Q_t (a) = \frac{r_1 + r_2 + ... + r_t }{t} = \frac{1}{t} \, \sum_{i=1}^{t} r_i

It is possible to update an estimate of the mean in an online or incremental manner:

\begin{aligned} Q_{t+1}(a) &= \frac{1}{t+1} \, \sum_{i=1}^{t+1} r_i = \frac{1}{t+1} \, (r_{t+1} + \sum_{i=1}^{t} r_i )\\ &= \frac{1}{t+1} \, (r_{t+1} + t \, Q_{t}(a) ) \\ &= \frac{1}{t+1} \, (r_{t+1} + (t + 1) \, Q_{t}(a) - Q_t(a)) \end{aligned}

The estimate at time t+1 depends on the previous estimate at time t and the last reward r_{t+1}:

Q_{t+1}(a) = Q_t(a) + \frac{1}{t+1} \, (r_{t+1} - Q_t(a))

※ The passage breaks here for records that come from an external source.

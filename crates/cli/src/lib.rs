//! Terminal output helpers for the h2site tools
//!
//! - Status lines and headers
//! - Distance, score and duration formatting
//! - Spinners for network calls

#![warn(missing_docs)]

pub mod output;
pub mod progress;
//! Combining the three sub-scores.
//!
//! The hosted recommendation model sits behind [`AggregateModel`]; the
//! user-preference score blends its output with the slider weights.

use crate::error::{Result, ScoringError};
use serde::{Deserialize, Serialize};

/// Default share of the model aggregate in the user-preference score.
pub const DEFAULT_BLENDING_FACTOR: f64 = 0.7;

/// The three sub-scores, each in `[0, 1]`.
#[derive(Debug, Clone, Copy, Default, PartialEq, Serialize, Deserialize)]
pub struct FactorScores {
    pub infrastructure: f64,
    pub environment: f64,
    pub economic: f64,
}

/// User slider weights for the three factors.
#[derive(Debug, Clone, Copy, PartialEq, Serialize, Deserialize)]
pub struct Weights {
    pub infrastructure: f64,
    pub environment: f64,
    pub economic: f64,
}

impl Default for Weights {
    fn default() -> Self {
        Self::equal()
    }
}

impl Weights {
    /// All three weights at 1.
    pub const fn equal() -> Self {
        Self {
            infrastructure: 1.0,
            environment: 1.0,
            economic: 1.0,
        }
    }

    /// Reject negative or non-finite weights.
    pub fn validate(&self) -> Result<()> {
        let values = [self.infrastructure, self.environment, self.economic];
        if values.iter().any(|w| !w.is_finite() || *w < 0.0) {
            return Err(ScoringError::InvalidWeights(format!(
                "infrastructure={}, environment={}, economic={}",
                self.infrastructure, self.environment, self.economic
            )));
        }
        Ok(())
    }

    /// Weights scaled to sum to 1. An all-zero set is left as is.
    pub fn normalized(&self) -> Self {
        let mut sum = self.infrastructure + self.environment + self.economic;
        if sum == 0.0 {
            sum = 1.0;
        }
        Self {
            infrastructure: self.infrastructure / sum,
            environment: self.environment / sum,
            economic: self.economic / sum,
        }
    }
}

/// A model that maps the three sub-scores to a recommendation score.
pub trait AggregateModel: Send + Sync {
    /// Short identifier shown in reports.
    fn name(&self) -> &str;

    /// Recommendation score for `scores`.
    fn predict(&self, scores: &FactorScores) -> f64;
}

/// Unweighted mean of the three sub-scores.
#[derive(Debug, Clone, Copy, Default)]
pub struct BaselineModel;

impl AggregateModel for BaselineModel {
    fn name(&self) -> &str {
        "baseline"
    }

    fn predict(&self, scores: &FactorScores) -> f64 {
        baseline_aggregate(scores)
    }
}

/// Mean of the three sub-scores.
pub fn baseline_aggregate(scores: &FactorScores) -> f64 {
    (scores.infrastructure + scores.environment + scores.economic) / 3.0
}

/// Blend the model aggregate with the slider-weighted sub-scores.
///
/// `blending_factor * model + (1 - blending_factor) * Σ(ŵ·s)` with the
/// weights normalized to sum to 1.
pub fn slider_weighted_aggregate(
    model_score: f64,
    scores: &FactorScores,
    weights: &Weights,
    blending_factor: f64,
) -> Result<f64> {
    if !(0.0..=1.0).contains(&blending_factor) {
        return Err(ScoringError::InvalidBlendingFactor(blending_factor.to_string()));
    }
    weights.validate()?;

    let w = weights.normalized();
    let weighted = w.infrastructure * scores.infrastructure
        + w.environment * scores.environment
        + w.economic * scores.economic;

    Ok(blending_factor * model_score + (1.0 - blending_factor) * weighted)
}
//! Progress indicators for network-bound commands

use indicatif::{ProgressBar, ProgressStyle};
use std::time::Duration;

/// Create a spinner for indeterminate progress
///
/// Hidden when stderr is not a terminal.
pub fn spinner(message: &str) -> ProgressBar {
    let pb = ProgressBar::new_spinner();
    let style = ProgressStyle::default_spinner()
        .template("{spinner:.blue} {msg}")
        .unwrap_or_else(|_| ProgressStyle::default_spinner())
        .tick_chars("⠋⠙⠹⠸⠼⠴⠦⠧⠇⠏");
    pb.set_style(style);
    pb.set_message(message.to_string());
    pb.enable_steady_tick(Duration::from_millis(80));
    pb
}

/// Finish a spinner with a success message
pub fn finish_success(pb: &ProgressBar, message: &str) {
    pb.finish_with_message(format!("✓ {}", message));
}

/// Finish a spinner with an error message
pub fn finish_error(pb: &ProgressBar, message: &str) {
    pb.abandon_with_message(format!("✗ {}", message));
}

#[cfg(test)]
mod tests {
    use super::*;

    #[test]
    fn test_spinner_lifecycle() {
        let pb = spinner("Analysing site...");
        finish_success(&pb, "done");
        assert!(pb.is_finished());
    }

    #[test]
    fn test_spinner_error() {
        let pb = spinner("Geocoding...");
        finish_error(&pb, "failed");
        assert!(pb.is_finished());
    }
}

The problem with the exact mean is that it is only exact when the reward distribution is stationary, i.e. when the probability distribution does not change over time. If the reward distribution is non-stationary, the \frac{1}{t+1} term will become very small and prevent rapid updates of the mean.

Figure 2.9

The solution is to replace \frac{1}{t+1} with a fixed parameter called the learning rate (or step size) \alpha:

\begin{aligned} Q_{t+1}(a) & = Q_t(a) + \alpha \, (r_{t+1} - Q_t(a)) \\ & \\ & = (1 - \alpha) \, Q_t(a) + \alpha \, r_{t+1} \end{aligned}

Figure 2.10

The computed value is called an exponentially moving average (or sliding average), as if one used only a small window of the past history.

Q_{t+1}(a) = Q_t(a) + \alpha \, (r_{t+1} - Q_t(a))

or:

\Delta Q(a) = \alpha \, (r_{t+1} - Q_t(a))

The moving average adapts very fast to changes in the reward distribution and should be used in non-stationary problems. It is however not exact and sensible to noise. Choosing the right value for \alpha can be difficult.

The form of this update rule is very important to remember:

\text{new estimate} = \text{current estimate} + \alpha \, (\text{target} - \text{current estimate})

Estimates following this update rule track the mean of their sampled target values. \text{target} - \text{current estimate} is the prediction error between the target and the estimate.

Action selection

Let’s suppose we have formed reasonable estimates of the Q-values Q_t(a) at time t. Which action should we do next? If we select the next action a_{t+1} randomly (random agent), we do not maximize the rewards we receive, but we can continue learning the Q-values. Choosing the action to perform next is called action selection and several schemes are possible.

Greedy action selection

The greedy action is the action whose expected value is maximal at time t based on our current estimates:

a^*_t = \text{argmax}_{a} Q_t(a)

If our estimates Q_t are correct (i.e. close from Q^*), the greedy action is the optimal action and we maximize the rewards on average. If our estimates are wrong, the agent will perform sub-optimally.

Figure 2.11: Greedy action selection. The action with the highest expected value is selected all the time.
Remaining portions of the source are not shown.